- How could I program this algorithm?
- Posted by mike3 on June 26th, 2008
Hi.
I was writing a program that uses the algorithm described here:
http://www.csc.lsu.edu/~gb/TCE/Publi...ransposeTR.pdf
to transpose a matrix stored on disk quickly. However, what's the
fastest way to do those bit permutations in there, which seem tricky
to build?
- Posted by Jens Thoms Toerring on June 26th, 2008
mike3 <mike4ty4@yahoo.com> wrote:
That might be an interesting paper if I had the time to read
it carefully. I guess you will increase your chances of recei-
ving an useful answer a lot if you would explain which "bit
permutations" you are talking about instead of expecting
everyone to read through 29 pages (which don't even contain
the phrase "bit permutation" and the word "bits" just twice)
and then to figure out what you mean with that phrase...
Regards, Jens
--
\ Jens Thoms Toerring ___ jt@toerring.de
\__________________________ http://toerring.de
- Posted by mike3 on June 26th, 2008
On Jun 26, 3:23 am, j...@toerring.de (Jens Thoms Toerring) wrote:
By that I mean the stuff in there where it describes transformations
of the bits of the linear address vector (row/column addressing turned
into a linear data address) with matrices. Namely, there are three
transformation matrices used: R, W, and P, which transform the
linear addresses (cycling through the matrix row-by-row) into
locations to read and write data, as well as how to permute the data
in memory.
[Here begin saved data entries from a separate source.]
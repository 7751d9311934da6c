use bpmncore::xml::validate_xpath;
use bpmncore::{
    DataType, EvaluationContext, Expression, ExpressionError, ExpressionEvaluator, ExpressionKind,
    Value, XmlDocument,
};

/// Reads an XPath out of the XML held by the first dependency
pub struct XPathReadEvaluator;

impl XPathReadEvaluator {
    fn convert(expression: &Expression, text: String) -> Result<Value, ExpressionError> {
        let invalid = || ExpressionError::Failed {
            name: expression.name.clone(),
            reason: format!("'{}' is not a valid {}", text, expression.return_type),
        };
        match expression.return_type {
            DataType::Long => text.trim().parse().map(Value::Long).map_err(|_| invalid()),
            DataType::Double => text.trim().parse().map(Value::Double).map_err(|_| invalid()),
            DataType::Boolean => text.trim().parse().map(Value::Bool).map_err(|_| invalid()),
            _ => Ok(Value::String(text)),
        }
    }
}

impl ExpressionEvaluator for XPathReadEvaluator {
    fn kind(&self) -> ExpressionKind {
        ExpressionKind::XPathRead
    }

    fn evaluate(
        &self,
        expression: &Expression,
        dependencies: &[Value],
        _context: &dyn EvaluationContext,
    ) -> Result<Value, ExpressionError> {
        let xml = match dependencies.first() {
            Some(Value::Null) => return Ok(Value::Null),
            Some(value) => value.as_str().ok_or_else(|| ExpressionError::Failed {
                name: expression.name.clone(),
                reason: format!("expected XML, got {}", value.type_name()),
            })?,
            None => {
                return Err(ExpressionError::Invalid {
                    name: expression.name.clone(),
                    reason: "no XML source".to_string(),
                })
            }
        };

        let matches = XmlDocument::parse(xml)?.read(&expression.content)?;
        if expression.return_type == DataType::List {
            return Ok(Value::List(matches.into_iter().map(Value::String).collect()));
        }
        match matches.into_iter().next() {
            Some(text) => Self::convert(expression, text),
            None => Ok(Value::Null),
        }
    }

    fn validate(&self, expression: &Expression) -> Result<(), ExpressionError> {
        validate_xpath(&expression.content)?;
        if expression.dependencies.len() != 1 {
            return Err(ExpressionError::Invalid {
                name: expression.name.clone(),
                reason: "expects exactly one XML source".to_string(),
            });
        }
        Ok(())
    }

    fn description(&self) -> &str {
        "XPath read on XML data; a list return type yields every match"
    }
}

#[cfg(test)]
mod tests {
    use super::*;
    use crate::testing::StaticContext;

    #[test]
    fn test_reads_typed_values() {
        let xml = Value::Xml("<order><qty>3</qty><qty>4</qty></order>".to_string());
        let ctx = StaticContext::new();

        let mut expr = Expression::xpath_read("/order/qty", "order");
        expr.return_type = DataType::Long;
        assert_eq!(
            XPathReadEvaluator.evaluate(&expr, &[xml.clone()], &ctx).unwrap(),
            Value::Long(3)
        );

        expr.return_type = DataType::List;
        assert_eq!(
            XPathReadEvaluator.evaluate(&expr, &[xml], &ctx).unwrap(),
            Value::List(vec![Value::from("3"), Value::from("4")])
        );
    }

    #[test]
    fn test_invalid_xpath_is_rejected_at_validation() {
        let expr = Expression::xpath_read("order/qty", "order");
        assert!(matches!(
            XPathReadEvaluator.validate(&expr),
            Err(ExpressionError::Xml(_))
        ));
    }
}
use std::sync::Arc;

use super::{Tether, Worker};
use crate::component::Component;
use crate::error::ThreadResult;

/// Runs a work function once on its own thread.
pub struct OneShotThread {
    worker: Worker,
}

impl OneShotThread {
    /// The work function is skipped if the parent is already gone or shut
    /// down by the time the thread starts.
    pub fn spawn<F>(name: impl Into<String>, parent: &Arc<dyn Component>, work: F) -> ThreadResult<Self>
    where
        F: FnOnce(&Arc<dyn Component>) + Send + 'static,
    {
        let name = name.into();
        let tether = Tether::new(parent);
        let body = {
            let tether = tether.clone();
            let name = name.clone();
            move || {
                tether.log_started(&name);
                if let Some(parent) = tether.live_parent() {
                    work(&parent);
                }
            }
        };
        Ok(Self {
            worker: Worker::spawn(name, &tether, body)?,
        })
    }

    pub fn name(&self) -> &str {
        &self.worker.name
    }

    pub fn is_finished(&self) -> bool {
        self.worker.is_finished()
    }

    pub fn join(&self) -> ThreadResult<()> {
        self.worker.join()
    }
}

#[cfg(test)]
mod tests {
    use super::*;
    use crate::component::{share, ComponentBase, SHUTDOWN_EVENT};
    use crate::error::ThreadError;
    use std::sync::atomic::{AtomicUsize, Ordering};

    #[test]
    fn test_runs_once() {
        let parent: Arc<dyn Component> = share(ComponentBase::new());
        let runs = Arc::new(AtomicUsize::new(0));
        let counter = runs.clone();

        let thread = OneShotThread::spawn("one-shot", &parent, move |_| {
            counter.fetch_add(1, Ordering::SeqCst);
        })
        .unwrap();
        assert_eq!(thread.name(), "one-shot");
        thread.join().unwrap();
        thread.join().unwrap();

        assert!(thread.is_finished());
        assert_eq!(runs.load(Ordering::SeqCst), 1);
    }

    #[test]
    fn test_skipped_after_shutdown() {
        let parent: Arc<dyn Component> = share(ComponentBase::new());
        parent.event(SHUTDOWN_EVENT, None);
        let runs = Arc::new(AtomicUsize::new(0));
        let counter = runs.clone();

        let thread = OneShotThread::spawn("one-shot", &parent, move |_| {
            counter.fetch_add(1, Ordering::SeqCst);
        })
        .unwrap();
        thread.join().unwrap();
        assert_eq!(runs.load(Ordering::SeqCst), 0);
    }

    #[test]
    fn test_panic_is_reported() {
        let parent: Arc<dyn Component> = share(ComponentBase::new());
        let thread = OneShotThread::spawn("doomed", &parent, |_| panic!("boom")).unwrap();
        assert!(matches!(thread.join(), Err(ThreadError::Panicked(name)) if name == "doomed"));
    }
}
But a direct, naive implementation where one uses these
matrices explicitly to permute the _bits_ would take many CPU
operations, and so may not be the most efficient method. For example
they describe the "block" transposition method in this framework, yet
I know it can be implemented without resorting to manipulating
the address vector with matrix multiplication. So I'm trying to figure
out the best way to implement the algorithm they are presenting in the
paper, which seems to be very efficient.
- Posted by Gene on June 26th, 2008
On Jun 26, 3:31*pm, mike3 <mike4...@yahoo.com> wrote:
It almost certainly doesn't matter. A single disk head seek takes as
much time as tens of millions of instructions. I'd pick a method that
you're most likely to get correct.
- Posted by mike3 on June 27th, 2008
On Jun 26, 5:11*pm, Gene <gene.ress...@gmail.com> wrote:
The rub, though, is that once the data is read in from disk one is
going
to have to permute some in memory, and memory is much faster than
disk, so... But I guess only a measurement can/would tell. Is there
any
source code that implements this algorithm that I could see, perhaps,
to give me some hints though?
- Posted by Jens Thoms Toerring on June 27th, 2008
mike3 <mike4ty4@yahoo.com> wrote:
I guess you're best chance is asking the original authors if they
are willing to share their implementation. It's such a rather spe-
cial problem that the likelyhood of finding someone here who also
implemented the algorithm might be rather small...
Regards, Jens
--
\ Jens Thoms Toerring ___ jt@toerring.de
\__________________________ http://toerring.de
- Posted by mike3 on June 27th, 2008
On Jun 27, 1:57 am, j...@toerring.de (Jens Thoms Toerring) wrote:
Where could I contact the authors, anyway?
- Posted by Jens Thoms Toerring on June 27th, 2008
mike3 <mike4ty4@yahoo.com> wrote:
The paper you cited lists their email addresses on the first page,
directly below the title. I don't want to copy them here to avoid
directing more SPAM to them. The user names are enclosed in curly
braces and the domain is 'cis.ohio-state.edu. Of course, some of
the addresses may not exist anymore but a few are probably still
used.
Regards, Jens
--
\ Jens Thoms Toerring ___ jt@toerring.de
\__________________________ http://toerring.de
- Posted by Moi on June 28th, 2008
On Thu, 26 Jun 2008 23:51:06 -0700, mike3 wrote:
I did a quick read through the paper, and it seems an attempt to construct
a framework for unifying most of the existing methods for matrix-transpose.
The R- P- and W permutation matrices are just their way to specify the
various methods. Most (all?) of the methods are of the "recursively
permute and merge" kind, similar to your earlier attempts.
There is another factor, that is not addressed in the pape (if I read it
correctly ...) : double buffering. The OS keeps a perfect LRU chain of
disk buffers for you, and duplicating these into your userspace memory is
basically a waste of memory. The ultimate form of avoiding double
buffering is of course mmap()ing the file, if mmap is available.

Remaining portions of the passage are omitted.